Math Doubts

Evaluate $\displaystyle \int{\dfrac{x^3+x}{x^4-9}}\,dx$

Two polynomials form a rational expression in this indefinite integration problem. The indefinite integral of the rational expression should be calculated with respect to $x$.

$\displaystyle \int{\dfrac{x^{\displaystyle 3}+x}{x^{\displaystyle 4}-9}}\,dx$

It is a proper fraction in algebraic form and let’s learn how to find the integral of the given rational function.

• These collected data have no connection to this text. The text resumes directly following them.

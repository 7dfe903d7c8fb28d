// Copyright (c) 2025 SOLARE S.R.O.
//
// This file is part of FluxION EVSE Sync.
//
// Licensed under the Creative Commons Attribution-NonCommercial-NoDerivatives 4.0 International
// (CC BY-NC-ND 4.0). You may use and share this file for non-commercial purposes only and you may not
// create derivatives. See <https://creativecommons.org/licenses/by-nc-nd/4.0/>.
//
// This software is provided "AS IS", without warranty of any kind.
//
// For commercial licensing, please contact: info@solare.cz

pub mod backoff;
pub mod config;
pub mod coordinator;
pub mod counter_guard;
pub mod enrich;
pub mod errors;
pub mod intent;
pub mod polling;
pub mod session_history;
pub mod site_energy;
pub mod summary_cache;
mod timer;

#[cfg(test)]
mod testing;

pub use backoff::{BackoffWindow, SignalSet};
pub use config::SyncConfig;
pub use coordinator::{Coordinator, DEFAULT_CONNECTOR_ID, SiteIdentity};
pub use counter_guard::{CounterGuard, CounterGuardState, GuardOutcome};
pub use errors::{SyncError, SyncResult};
pub use intent::{IntentTracker, PendingChargingExpectation};
pub use polling::PollingState;
pub use session_history::{DayWindow, SessionHistoryCache};
pub use site_energy::SiteEnergyCache;
pub use summary_cache::SummaryCache;
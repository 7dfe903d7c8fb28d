// Copyright (c) 2025 SOLARE S.R.O.
//
// This file is part of FluxION EVSE Sync.
//
// Licensed under the Creative Commons Attribution-NonCommercial-NoDerivatives 4.0 International
// (CC BY-NC-ND 4.0). You may use and share this file for non-commercial purposes only and you may not
// create derivatives. See <https://creativecommons.org/licenses/by-nc-nd/4.0/>.
//
// This software is provided "AS IS", without warranty of any kind.
//
// For commercial licensing, please contact: info@solare.cz

use crate::signals::SyncSignal;
use chrono::{DateTime, Utc};
use serde::{Deserialize, Serialize};

/// Consecutive failure counters per class.
#[derive(Debug, Clone, Copy, PartialEq, Eq, Default, Serialize, Deserialize)]
pub struct FailureCounts {
    pub unauthorized: u32,
    pub rate_limit_hits: u32,
    pub server_errors: u32,
    pub network_errors: u32,
    pub dns_failures: u32,
}

/// Wall time spent in each phase of the last tick, in seconds.
#[derive(Debug, Clone, Copy, PartialEq, Default, Serialize, Deserialize)]
pub struct PhaseTimings {
    pub summary_s: Option<f64>,
    pub status_s: Option<f64>,
    pub charge_mode_s: Option<f64>,
    pub session_history_s: Option<f64>,
    pub site_energy_s: Option<f64>,
    pub total_s: Option<f64>,
}

#[derive(Debug, Clone, Copy, PartialEq, Eq, Default, Serialize, Deserialize)]
pub struct SessionCacheStats {
    pub ttl_s: u64,
    pub entries: usize,
    pub blocked_devices: usize,
    pub refresh_in_progress: bool,
}

/// Diagnostics for one site coordinator.
#[derive(Debug, Clone, PartialEq, Default, Serialize, Deserialize)]
pub struct SiteMetrics {
    pub site_id: String,
    pub site_name: Option<String>,
    pub last_success_utc: Option<DateTime<Utc>>,
    pub last_failure_utc: Option<DateTime<Utc>>,
    pub last_failure_status: Option<u16>,
    pub last_failure_description: Option<String>,
    pub last_failure_source: Option<String>,
    pub last_error: Option<String>,
    pub latency_ms: Option<u64>,
    pub failures: FailureCounts,
    pub backoff_active: bool,
    pub backoff_ends_utc: Option<DateTime<Utc>>,
    pub polling_interval_s: u64,
    pub fast_polling: bool,
    pub summary_ttl_s: u64,
    pub phase_timings: PhaseTimings,
    pub session_cache: SessionCacheStats,
    pub signals: Vec<SyncSignal>,
}
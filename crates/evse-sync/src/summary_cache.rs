// Copyright (c) 2025 SOLARE S.R.O.
//
// This file is part of FluxION EVSE Sync.
//
// Licensed under the Creative Commons Attribution-NonCommercial-NoDerivatives 4.0 International
// (CC BY-NC-ND 4.0). You may use and share this file for non-commercial purposes only and you may not
// create derivatives. See <https://creativecommons.org/licenses/by-nc-nd/4.0/>.
//
// This software is provided "AS IS", without warranty of any kind.
//
// For commercial licensing, please contact: info@solare.cz

use evse_cloud::{ChargerCloud, ChargerSummary};
use std::collections::HashMap;
use std::time::Duration;
use tokio::time::Instant;
use tracing::{debug, warn};

pub const SUMMARY_IDLE_TTL: Duration = Duration::from_secs(600);
pub const SUMMARY_MIN_TTL: Duration = Duration::from_secs(5);

/// Device inventory cache with an activity-dependent TTL.
#[derive(Debug)]
pub struct SummaryCache {
    entries: Vec<ChargerSummary>,
    fetched_at: Option<Instant>,
    ttl: Duration,
}

impl Default for SummaryCache {
    fn default() -> Self {
        Self {
            entries: Vec::new(),
            fetched_at: None,
            ttl: SUMMARY_IDLE_TTL,
        }
    }
}

impl SummaryCache {
    pub fn new() -> Self {
        Self::default()
    }

    /// Pick the TTL for the coming refresh from the polling mode.
    pub fn set_ttl_for(&mut self, fast: bool, target_interval: Duration) {
        self.ttl = if fast {
            target_interval.clamp(SUMMARY_MIN_TTL, SUMMARY_IDLE_TTL)
        } else {
            SUMMARY_IDLE_TTL
        };
    }

    pub fn ttl(&self) -> Duration {
        self.ttl
    }

    pub fn is_fresh(&self, now: Instant) -> bool {
        self.fetched_at
            .is_some_and(|at| now.saturating_duration_since(at) < self.ttl)
    }

    pub fn invalidate(&mut self) {
        self.fetched_at = None;
    }

    pub fn entries(&self) -> &[ChargerSummary] {
        &self.entries
    }

    pub fn by_serial(&self) -> HashMap<&str, &ChargerSummary> {
        self.entries
            .iter()
            .map(|entry| (entry.serial.as_str(), entry))
            .collect()
    }

    /// Refresh when stale. Failures keep the previous list.
    ///
    /// Returns true when a new list was fetched.
    pub async fn refresh(&mut self, cloud: &dyn ChargerCloud, now: Instant) -> bool {
        if self.is_fresh(now) {
            return false;
        }
        match cloud.summary().await {
            Ok(entries) => {
                debug!(count = entries.len(), ttl_s = self.ttl.as_secs(), "📋 Summary refreshed");
                self.entries = entries;
                self.fetched_at = Some(now);
                true
            }
            Err(e) => {
                warn!(
                    error = %e,
                    cached = self.entries.len(),
                    "⚠️ Summary fetch failed, using cached inventory"
                );
                false
            }
        }
    }
}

Find the integration by sum of integrals

In the numerator, two expressions are connected by a plus sign in the given function in fraction form. Hence, the function can be split as the sum of two fractions.

$=\,\,\,$ $\displaystyle \int{\bigg(\dfrac{x^{\displaystyle 3}}{x^{\displaystyle 4}-9}+\dfrac{x}{x^{\displaystyle 4}-9}\bigg)}\,dx$

Use the sum rule of the integration to find the integral of sum of two functions by the sum of their integrals.

$=\,\,\,$ $\displaystyle \int{\dfrac{x^{\displaystyle 3}}{x^{\displaystyle 4}-9}}\,dx$ $+$ $\displaystyle \int{\dfrac{x}{x^{\displaystyle 4}-9}}\,dx$

Let us assume that the integral of both functions are denoted by $I_{1}$ and $I_{2}$ respectively.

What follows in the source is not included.